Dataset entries
____________

use axum::{
    extract::{Path, Query, State},
    routing::get,
    Json, Router,
};
use tracing::instrument;

use super::{
    dto::{RowsQuery, TableRows},
    repo_types::TableInfo,
    services,
};
use crate::{auth::extractors::AdminUser, error::ApiResult, state::AppState};

pub fn database_routes() -> Router<AppState> {
    Router::new()
        .route("/admin/database/tables", get(list_tables))
        .route("/admin/database/tables/:table", get(table_rows))
}

#[instrument(skip(state, _admin))]
pub async fn list_tables(
    State(state): State<AppState>,
    _admin: AdminUser,
) -> ApiResult<Json<Vec<TableInfo>>> {
    Ok(Json(services::list_tables(&state).await?))
}

#[instrument(skip(state, _admin))]
pub async fn table_rows(
    State(state): State<AppState>,
    _admin: AdminUser,
    Path(table): Path<String>,
    Query(q): Query<RowsQuery>,
) -> ApiResult<Json<TableRows>> {
    Ok(Json(services::browse(&state, &table, q).await?))
}
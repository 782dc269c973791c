use serde::{Deserialize, Serialize};

pub const DEFAULT_PAGE_SIZE: i64 = 20;
pub const MAX_PAGE_SIZE: i64 = 100;

/// `?page=&page_size=` query parameters; pages are 1-based.
#[derive(Debug, Default, Clone, Copy, Deserialize)]
pub struct PageParams {
    pub page: Option<i64>,
    pub page_size: Option<i64>,
}

impl PageParams {
    pub fn page(&self) -> i64 {
        self.page.unwrap_or(1).max(1)
    }

    pub fn limit(&self) -> i64 {
        self.page_size
            .unwrap_or(DEFAULT_PAGE_SIZE)
            .clamp(1, MAX_PAGE_SIZE)
    }

    pub fn offset(&self) -> i64 {
        (self.page() - 1).saturating_mul(self.limit())
    }
}

#[derive(Debug, Serialize)]
pub struct Page<T> {
    pub items: Vec<T>,
    pub page: i64,
    pub page_size: i64,
    pub total: i64,
}

impl<T> Page<T> {
    pub fn new(items: Vec<T>, params: &PageParams, total: i64) -> Self {
        Self {
            items,
            page: params.page(),
            page_size: params.limit(),
            total,
        }
    }
}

____________

> _EXERCISE OBJECTIVE_
Every entry must be duplicated exactly as it stands.

> _RESULT OF THE EXERCISE_
use axum::{
    extract::{Path, Query, State},
    routing::get,
    Json, Router,
};
use tracing::instrument;

use super::{
    dto::{RowsQuery, TableRows},
    repo_types::TableInfo,
    services,
};
use crate::{auth::extractors::AdminUser, error::ApiResult, state::AppState};

pub fn database_routes() -> Router<AppState> {
    Router::new()
        .route("/admin/database/tables", get(list_tables))
        .route("/admin/database/tables/:table", get(table_rows))
}

#[instrument(skip(state, _admin))]
pub async fn list_tables(
    State(state): State<AppState>,
    _admin: AdminUser,
) -> ApiResult<Json<Vec<TableInfo>>> {
    Ok(Json(services::list_tables(&state).await?))
}

#[instrument(skip(state, _admin))]
pub async fn table_rows(
    State(state): State<AppState>,
    _admin: AdminUser,
    Path(table): Path<String>,
    Query(q): Query<RowsQuery>,
) -> ApiResult<Json<TableRows>> {
    Ok(Json(services::browse(&state, &table, q).await?))
}
repository 782dc269c973791c
use serde::{Deserialize, Serialize};

pub const DEFAULT_PAGE_SIZE: i64 = 20;
pub const MAX_PAGE_SIZE: i64 = 100;

/// `?page=&page_size=` query parameters; pages are 1-based.
#[derive(Debug, Default, Clone, Copy, Deserialize)]
pub struct PageParams {
    pub page: Option<i64>,
    pub page_size: Option<i64>,
}

impl PageParams {
    pub fn page(&self) -> i64 {
        self.page.unwrap_or(1).max(1)
    }

    pub fn limit(&self) -> i64 {
        self.page_size
            .unwrap_or(DEFAULT_PAGE_SIZE)
            .clamp(1, MAX_PAGE_SIZE)
    }

    pub fn offset(&self) -> i64 {
        (self.page() - 1).saturating_mul(self.limit())
    }
}

#[derive(Debug, Serialize)]
pub struct Page<T> {
    pub items: Vec<T>,
    pub page: i64,
    pub page_size: i64,
    pub total: i64,
}

impl<T> Page<T> {
    pub fn new(items: Vec<T>, params: &PageParams, total: i64) -> Self {
        Self {
            items,
            page: params.page(),
            page_size: params.limit(),
            total,
        }
    }
}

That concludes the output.